Permit costs range from $200-$1,500 depending on jurisdiction and building size. Budget 60-90 days for permit approval in busy counties. Our metal building permit requirements guide walks through the full process state by state.


Common Mistakes When Buying a Metal Building for RV Storage

Mistake Why It Happens What It Costs You
Ordering 12-ft eave for a Class A Assumed eave height = interior height $5,000-$15,000 to raise walls or rebuild
Door height shorter than RV height Didn’t measure roof AC unit RV won’t fit; door replacement $3,000-$8,000
Width too narrow for slide-outs Measured RV body, not extended slide-out Slide-outs scrape walls or can’t deploy
4-inch slab for a 30,000-lb Class A Used residential slab spec Cracking within 2-3 years, costly repair
Skipping insulation Upfront cost savings Condensation damage to RV exterior, mold
Not checking zoning first Assumed it was allowed Permit denied after kit is purchased
Buying kit without engineer-stamped drawings Saved $500 Permit rejected, drawings required anyway

Article Summary

  • RV roof height, not length, is the critical dimension when sizing a metal building for RV storage
  • Class A motorhomes are 12-13.5 feet tall; diesel pushers and tall 5th wheels can exceed 13.5 feet
  • Minimum building size for a single Class A: 20×45 at 14-foot eave
  • A 40×60 at 14-foot eave fits most Class A motorhomes plus 2 cars; 16-foot eave fits all RV classes
  • Door height must clear the RV’s highest point (including roof AC) by at least 12 inches
  • Single RV enclosed kit prices range from $9,000 (20×45) to $28,000 (30×60) for the kit alone
  • Multi-RV buildings (40×60 to 50×80) run $28,000-$80,000 kit cost
  • Class A storage requires a 5-6 inch reinforced concrete slab, not a standard 4-inch residential pour
  • General Steel, Rhino Steel, SteelMaster, and Mueller Inc. are the strongest RV storage specialists
  • Check zoning and HOA rules before purchasing any kit — some municipalities restrict RV storage on residential lots

Frequently Asked Questions

Q: What is the minimum metal building size for RV storage?
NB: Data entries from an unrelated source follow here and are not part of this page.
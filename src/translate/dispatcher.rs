use async_trait::async_trait;
use reqwest::header::CONTENT_TYPE;
use reqwest::Client;
use std::time::Duration;
use tracing::{debug, error, info, warn};

use super::endpoint::Endpoint;
use super::error::{AttemptError, DispatchError};
use super::interface::{
    Direction, EndpointHealth, LanguagePair, TranslationRequest, TranslationResponse, Translator,
};
use crate::config::TranslatorConfig;

const HEALTH_CHECK_TIMEOUT: Duration = Duration::from_secs(2);

/// Client of the remote translation service.
///
/// Tries every configured endpoint in order and returns the first translation
/// it gets. Holds no state between calls: an endpoint that failed last time is
/// tried first again on the next call.
#[derive(Debug, Clone)]
pub struct TranslationDispatcher {
    client: Client,
    endpoints: Vec<Endpoint>,
    languages: LanguagePair,
    context: String,
    deadline: Duration,
}

impl TranslationDispatcher {
    /// Build a dispatcher with its own HTTP client from translator settings
    pub fn new(config: &TranslatorConfig) -> anyhow::Result<Self> {
        let mut builder = Client::builder()
            .user_agent(concat!("truetext/", env!("CARGO_PKG_VERSION")))
            .timeout(config.attempt_timeout())
            .connect_timeout(config.connect_timeout());
        if !config.use_system_proxy {
            builder = builder.no_proxy();
        }
        let client = builder.build()?;

        info!(
            "Initialized TranslationDispatcher: endpoints={:?}, languages={}/{}",
            config.endpoints.iter().map(|e| e.base_url()).collect::<Vec<_>>(),
            config.languages.source,
            config.languages.target
        );

        Ok(Self::with_client(
            client,
            config.endpoints.clone(),
            config.languages.clone(),
            config.context.clone(),
            config.deadline(),
        ))
    }

    pub fn with_client(
        client: Client,
        endpoints: Vec<Endpoint>,
        languages: LanguagePair,
        context: String,
        deadline: Duration,
    ) -> Self {
        Self {
            client,
            endpoints,
            languages,
            context,
            deadline,
        }
    }

    /// Build the request payload for a call
    pub fn build_request(&self, text: &str, direction: Direction) -> TranslationRequest {
        TranslationRequest {
            text: text.to_string(),
            target_lang: self.languages.target_for(direction).to_string(),
            context: self.context.clone(),
        }
    }

    /// Translate `text`, falling back through the endpoints in order.
    ///
    /// The text is not validated here. Dropping the returned future abandons
    /// the in-flight attempt.
    pub async fn dispatch(&self, text: &str, direction: Direction) -> Result<String, DispatchError> {
        let request = self.build_request(text, direction);
        let payload = request.to_json_bytes().map_err(|e| {
            error!("Failed to encode translation request: {}", e);
            DispatchError::Encode(e.to_string())
        })?;

        debug!(
            "Dispatching translation: target_lang={}, chars={}",
            request.target_lang,
            text.chars().count()
        );

        match tokio::time::timeout(self.deadline, self.try_endpoints(&payload)).await {
            Ok(result) => result,
            Err(_) => {
                warn!("Translation deadline of {:?} elapsed", self.deadline);
                Err(DispatchError::DeadlineExceeded(self.deadline))
            }
        }
    }

    async fn try_endpoints(&self, payload: &[u8]) -> Result<String, DispatchError> {
        let mut last_error = None;
        let mut attempts = 0;

        for endpoint in &self.endpoints {
            attempts += 1;
            match self.attempt(endpoint, payload).await {
                Ok(response) => {
                    info!("Translation served by {}", endpoint);
                    return Ok(response.translation);
                }
                Err(AttemptOutcome::Failed(err)) => {
                    warn!("Failed to translate via {}: {}", endpoint, err);
                    last_error = Some(err);
                }
                Err(AttemptOutcome::Malformed(message)) => {
                    warn!("Malformed response from {}: {}", endpoint, message);
                    return Err(DispatchError::MalformedResponse {
                        endpoint: endpoint.to_string(),
                        message,
                    });
                }
            }
        }

        Err(DispatchError::AllEndpointsExhausted {
            attempts,
            last: last_error,
        })
    }

    async fn attempt(
        &self,
        endpoint: &Endpoint,
        payload: &[u8],
    ) -> Result<TranslationResponse, AttemptOutcome> {
        let url = endpoint.translate_url();
        debug!("POST {}", url);

        let response = self
            .client
            .post(&url)
            .header(CONTENT_TYPE, "application/json")
            .body(payload.to_vec())
            .send()
            .await
            .map_err(|e| transport_failure(endpoint, &e))?;

        let status = response.status();
        if !status.is_success() {
            return Err(AttemptOutcome::Failed(AttemptError::Http {
                endpoint: endpoint.to_string(),
                status: status.as_u16(),
            }));
        }

        match response.json::<TranslationResponse>().await {
            Ok(body) => Ok(body),
            Err(e) if e.is_decode() => Err(AttemptOutcome::Malformed(e.to_string())),
            // the body never arrived in full, so the endpoint did not really answer
            Err(e) => Err(transport_failure(endpoint, &e)),
        }
    }

    /// GET each base URL; any HTTP answer counts as reachable
    pub async fn check_endpoints(&self) -> Vec<EndpointHealth> {
        let mut report = Vec::with_capacity(self.endpoints.len());
        for endpoint in &self.endpoints {
            let health = match self
                .client
                .get(endpoint.base_url())
                .timeout(HEALTH_CHECK_TIMEOUT)
                .send()
                .await
            {
                Ok(response) => EndpointHealth {
                    url: endpoint.to_string(),
                    reachable: true,
                    status: Some(response.status().as_u16()),
                    error: None,
                },
                Err(e) => EndpointHealth {
                    url: endpoint.to_string(),
                    reachable: false,
                    status: None,
                    error: Some(e.to_string()),
                },
            };
            report.push(health);
        }
        report
    }
}

enum AttemptOutcome {
    Failed(AttemptError),
    Malformed(String),
}

fn transport_failure(endpoint: &Endpoint, err: &reqwest::Error) -> AttemptOutcome {
    let message = if err.is_timeout() {
        format!("timed out: {}", err)
    } else {
        err.to_string()
    };
    AttemptOutcome::Failed(AttemptError::Transport {
        endpoint: endpoint.to_string(),
        message,
    })
}

#[async_trait]
impl Translator for TranslationDispatcher {
    async fn translate(&self, text: &str, direction: Direction) -> Result<String, DispatchError> {
        self.dispatch(text, direction).await
    }

    fn languages(&self) -> &LanguagePair {
        &self.languages
    }

    async fn endpoint_health(&self) -> Vec<EndpointHealth> {
        self.check_endpoints().await
    }
}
A: The absolute minimum depends on your RV class. For a Class B van camper, a 14×24 at 10-foot eave works. For a Class C, plan on 16×35 at 12-foot eave minimum. For a Class A motorhome, the minimum is 20×45 at 14-foot eave — and realistically you want 24×50 at 14-16 foot eave to have usable space around the rig.

Q: How tall does a metal building need to be for RV storage?
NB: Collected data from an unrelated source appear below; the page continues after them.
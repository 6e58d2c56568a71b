use anyhow::Result;
use std::net::SocketAddr;
use tracing::{info, warn};
use tracing_subscriber::EnvFilter;

use truetext::config::Config;
use truetext::state::AppState;

#[tokio::main]
async fn main() -> Result<()> {
    tracing_subscriber::fmt()
        .with_env_filter(
            EnvFilter::try_from_default_env()
                .unwrap_or_else(|_| EnvFilter::new("truetext=debug,tower_http=debug")),
        )
        .init();

    let exe_dir = std::env::current_exe()
        .ok()
        .and_then(|p| p.parent().map(|p| p.to_path_buf()))
        .unwrap_or_else(|| std::path::PathBuf::from("."));

    let config_paths: Vec<String> = vec![
        std::env::var("CONFIG_PATH").ok(),
        Some("conf.yaml".to_string()),
        Some("conf.json".to_string()),
        exe_dir.join("conf.yaml").to_str().map(|s| s.to_string()),
    ]
    .into_iter()
    .flatten()
    .collect();

    let mut config = None;
    for path in &config_paths {
        match Config::load(path) {
            Ok(cfg) => {
                info!("Loaded configuration from: {}", path);
                config = Some(cfg);
                break;
            }
            Err(e) => {
                tracing::debug!("Failed to load config from {}: {}", path, e);
            }
        }
    }

    let mut config = config.unwrap_or_else(|| {
        warn!("No config file found (tried {:?}), using defaults", config_paths);
        Config::default()
    });
    config.apply_env_overrides();
    config.validate()?;

    let host: std::net::IpAddr = config
        .server
        .host
        .parse()
        .map_err(|e| anyhow::anyhow!("Invalid server.host {}: {}", config.server.host, e))?;
    let addr = SocketAddr::new(host, config.server.port);

    let app_state = AppState::new(config)?;
    let app = truetext::build_app(app_state);

    info!("Starting server on {}", addr);
    let listener = tokio::net::TcpListener::bind(addr).await?;
    axum::serve(listener, app).await?;

    Ok(())
}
A: The eave height needs to be at least 2 feet taller than your RV’s roof height (including rooftop AC units). Most Class A owners need a 14-foot or 16-foot eave. If your RV is 13 feet tall, you need at minimum a 14-foot eave — but 16-foot is strongly recommended to avoid clearance issues with antennas and roof hardware.
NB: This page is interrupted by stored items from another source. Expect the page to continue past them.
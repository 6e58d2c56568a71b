use anyhow::Result;
use regex::Regex;
use serde::{Deserialize, Serialize};
use std::fs;
use std::path::Path;
use std::time::Duration;
use tracing::warn;

use crate::translate::endpoint::{default_endpoints, Endpoint};
use crate::translate::interface::{LanguagePair, DEFAULT_CONTEXT};

#[derive(Debug, Clone, Default, Serialize, Deserialize)]
pub struct Config {
    #[serde(default)]
    pub server: ServerConfig,
    #[serde(default)]
    pub translator: TranslatorConfig,
}

#[derive(Debug, Clone, Serialize, Deserialize)]
pub struct ServerConfig {
    #[serde(default = "default_host")]
    pub host: String,
    #[serde(default = "default_port")]
    pub port: u16,
}

fn default_host() -> String {
    "0.0.0.0".to_string()
}

fn default_port() -> u16 {
    8787
}

impl Default for ServerConfig {
    fn default() -> Self {
        Self {
            host: default_host(),
            port: default_port(),
        }
    }
}

#[derive(Debug, Clone, Serialize, Deserialize)]
pub struct TranslatorConfig {
    /// Candidate base URLs, highest priority first
    #[serde(default = "default_endpoints")]
    pub endpoints: Vec<Endpoint>,
    #[serde(default)]
    pub languages: LanguagePair,
    #[serde(default = "default_context")]
    pub context: String,
    #[serde(default = "default_attempt_timeout_ms")]
    pub attempt_timeout_ms: u64,
    #[serde(default = "default_connect_timeout_ms")]
    pub connect_timeout_ms: u64,
    /// Bound on the whole fallback sequence
    #[serde(default = "default_deadline_ms")]
    pub deadline_ms: u64,
    #[serde(default = "default_history_limit")]
    pub history_limit: usize,
    #[serde(default)]
    pub use_system_proxy: bool,
}

fn default_context() -> String {
    DEFAULT_CONTEXT.to_string()
}

fn default_attempt_timeout_ms() -> u64 {
    8_000
}

fn default_connect_timeout_ms() -> u64 {
    3_000
}

fn default_deadline_ms() -> u64 {
    20_000
}

fn default_history_limit() -> usize {
    100
}

impl Default for TranslatorConfig {
    fn default() -> Self {
        Self {
            endpoints: default_endpoints(),
            languages: LanguagePair::default(),
            context: default_context(),
            attempt_timeout_ms: default_attempt_timeout_ms(),
            connect_timeout_ms: default_connect_timeout_ms(),
            deadline_ms: default_deadline_ms(),
            history_limit: default_history_limit(),
            use_system_proxy: false,
        }
    }
}

impl TranslatorConfig {
    pub fn attempt_timeout(&self) -> Duration {
        Duration::from_millis(self.attempt_timeout_ms)
    }

    pub fn connect_timeout(&self) -> Duration {
        Duration::from_millis(self.connect_timeout_ms)
    }

    pub fn deadline(&self) -> Duration {
        Duration::from_millis(self.deadline_ms)
    }
}

impl Config {
    /// Load configuration from a YAML or JSON file
    pub fn load(path: &str) -> Result<Self> {
        if !Path::new(path).exists() {
            anyhow::bail!("Configuration file not found: {}", path);
        }
        let content = fs::read_to_string(path)?;
        Self::parse(path, &content)
    }

    /// Parse file content, picking the format from the file extension
    pub fn parse(path: &str, content: &str) -> Result<Self> {
        let content = substitute_env_vars(content);

        let path_lower = path.to_lowercase();
        let config: Config = if path_lower.ends_with(".json") || path_lower.ends_with(".jsonld") {
            serde_json::from_str(&content)?
        } else {
            serde_yaml::from_str(&content)?
        };
        Ok(config)
    }

    /// `TRANSLATOR_ENDPOINTS` (comma separated) and `PORT` take precedence over the file
    pub fn apply_env_overrides(&mut self) {
        let endpoints = std::env::var("TRANSLATOR_ENDPOINTS").ok();
        let port = std::env::var("PORT").ok();
        self.apply_overrides(endpoints.as_deref(), port.as_deref());
    }

    /// Blank list items are dropped; a list with nothing left, or a port that
    /// does not parse, leaves the current value alone
    pub fn apply_overrides(&mut self, endpoints: Option<&str>, port: Option<&str>) {
        if let Some(list) = endpoints {
            let endpoints: Vec<Endpoint> = list
                .split(',')
                .map(str::trim)
                .filter(|s| !s.is_empty())
                .map(Endpoint::new)
                .collect();
            if !endpoints.is_empty() {
                self.translator.endpoints = endpoints;
            }
        }

        match port.map(|p| p.trim().parse::<u16>()) {
            Some(Ok(port)) => self.server.port = port,
            Some(Err(e)) => warn!("Ignoring PORT override: {}", e),
            None => {}
        }
    }

    pub fn validate(&self) -> Result<()> {
        let translator = &self.translator;
        if translator.endpoints.is_empty() {
            anyhow::bail!("translator.endpoints must list at least one endpoint");
        }
        for endpoint in &translator.endpoints {
            let url = endpoint.base_url();
            if !(url.starts_with("http://") || url.starts_with("https://")) {
                anyhow::bail!("Endpoint is not an http(s) URL: {}", url);
            }
        }
        if translator.attempt_timeout_ms == 0
            || translator.connect_timeout_ms == 0
            || translator.deadline_ms == 0
        {
            anyhow::bail!("translator timeouts must be greater than zero");
        }
        if translator.history_limit == 0 {
            anyhow::bail!("translator.history_limit must be greater than zero");
        }
        Ok(())
    }
}

/// Replace `${VAR_NAME}` with the variable's value; unset variables are left as written
pub fn substitute_env_vars(content: &str) -> String {
    let pattern = Regex::new(r"\$\{(\w+)\}").unwrap();
    pattern
        .replace_all(content, |caps: &regex::Captures| {
            std::env::var(&caps[1]).unwrap_or_else(|_| caps[0].to_string())
        })
        .into_owned()
}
Q: Can a 40×60 metal building fit an RV?

A: Yes. A 40×60 at 14-foot eave comfortably fits one Class A motorhome up to 45 feet long, with room for 2 additional vehicles. At 16-foot eave, the same footprint fits any production RV class. The footprint is not the limitation — the eave height is.

Q: How much does a metal building for RV storage cost in 2026?

A: Kit-only prices run from $9,000-$15,000 for a 20×45 (single RV, Class C size) up to $28,000-$45,000 for a 40×60 (Class A plus cars). Installed costs including concrete, erection, and basic insulation typically run 2-2.5x the kit price. A 24×50 installed for single Class A storage runs $28,000-$45,000 total in most markets.

Q: Do I need a permit for an RV storage metal building?

A: Almost certainly yes for any enclosed building over 200 square feet. Most RV storage buildings are classified as accessory structures and require a building permit, foundation plan, and wind/snow load-compliant engineering drawings. Some municipalities also have zoning restrictions on RV storage — check with your county planning department before ordering a kit.

Q: What is the best metal building for RV storage?

A: For a single large RV, a 24×50 or 30×50 fully enclosed building at 14-16 foot eave from General Steel, Rhino Steel, or Mueller Inc. is the most practical setup. For RV storage where snow load is a concern, Rhino Steel’s PBR roof system is particularly well-regarded. For a no-column interior (which makes parking easier), SteelMaster’s Quonset arch design is hard to beat.